━━━━━ THE DATA

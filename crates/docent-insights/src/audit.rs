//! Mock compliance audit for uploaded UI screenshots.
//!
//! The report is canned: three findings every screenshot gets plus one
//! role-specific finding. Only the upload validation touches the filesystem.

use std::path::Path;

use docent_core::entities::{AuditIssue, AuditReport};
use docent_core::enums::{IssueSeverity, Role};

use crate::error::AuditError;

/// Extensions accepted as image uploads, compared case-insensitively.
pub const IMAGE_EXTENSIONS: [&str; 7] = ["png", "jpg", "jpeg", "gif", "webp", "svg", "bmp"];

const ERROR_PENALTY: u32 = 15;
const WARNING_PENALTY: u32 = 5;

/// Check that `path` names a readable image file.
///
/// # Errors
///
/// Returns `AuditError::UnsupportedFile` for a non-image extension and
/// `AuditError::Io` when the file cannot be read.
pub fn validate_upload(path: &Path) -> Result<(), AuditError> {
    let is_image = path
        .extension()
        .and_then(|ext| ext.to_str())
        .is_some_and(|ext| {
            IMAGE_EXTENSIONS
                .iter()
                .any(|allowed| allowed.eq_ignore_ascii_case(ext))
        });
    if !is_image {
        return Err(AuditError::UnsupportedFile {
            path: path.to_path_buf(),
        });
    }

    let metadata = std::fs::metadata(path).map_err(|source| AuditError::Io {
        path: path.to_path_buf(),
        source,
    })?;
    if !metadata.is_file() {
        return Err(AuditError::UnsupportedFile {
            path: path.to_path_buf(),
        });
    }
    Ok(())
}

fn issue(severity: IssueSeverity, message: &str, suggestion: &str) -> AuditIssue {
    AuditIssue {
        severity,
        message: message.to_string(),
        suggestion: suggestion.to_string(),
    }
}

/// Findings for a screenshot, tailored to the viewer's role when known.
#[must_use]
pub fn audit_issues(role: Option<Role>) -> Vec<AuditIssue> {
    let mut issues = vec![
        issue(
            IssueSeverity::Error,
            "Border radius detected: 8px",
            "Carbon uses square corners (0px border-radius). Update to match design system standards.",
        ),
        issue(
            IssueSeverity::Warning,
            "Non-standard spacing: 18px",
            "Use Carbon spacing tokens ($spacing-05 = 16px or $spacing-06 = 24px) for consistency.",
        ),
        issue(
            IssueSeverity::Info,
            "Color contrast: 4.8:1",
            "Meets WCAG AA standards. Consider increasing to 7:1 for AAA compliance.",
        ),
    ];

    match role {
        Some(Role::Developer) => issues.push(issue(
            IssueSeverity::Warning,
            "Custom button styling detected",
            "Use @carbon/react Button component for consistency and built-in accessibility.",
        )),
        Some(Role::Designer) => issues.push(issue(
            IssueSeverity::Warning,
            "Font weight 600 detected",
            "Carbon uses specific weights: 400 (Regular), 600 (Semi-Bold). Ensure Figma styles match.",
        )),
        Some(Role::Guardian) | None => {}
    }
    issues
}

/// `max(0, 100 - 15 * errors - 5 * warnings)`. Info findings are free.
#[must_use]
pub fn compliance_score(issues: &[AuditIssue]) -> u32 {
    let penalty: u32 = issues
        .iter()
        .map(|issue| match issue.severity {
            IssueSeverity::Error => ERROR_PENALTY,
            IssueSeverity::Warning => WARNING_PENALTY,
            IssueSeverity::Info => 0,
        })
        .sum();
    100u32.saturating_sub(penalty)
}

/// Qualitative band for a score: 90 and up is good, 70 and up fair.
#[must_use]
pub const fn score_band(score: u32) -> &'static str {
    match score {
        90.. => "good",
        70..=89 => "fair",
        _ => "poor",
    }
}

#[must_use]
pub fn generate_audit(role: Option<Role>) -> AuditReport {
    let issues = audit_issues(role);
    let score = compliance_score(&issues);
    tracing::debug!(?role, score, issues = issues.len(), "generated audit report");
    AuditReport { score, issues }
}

━━━━━━━━━━

Check each line above for the word "specific" and copy the ones that have it.

//! role-specific finding. Only the upload validation touches the filesystem.
            "Carbon uses specific weights: 400 (Regular), 600 (Semi-Bold). Ensure Figma styles match.",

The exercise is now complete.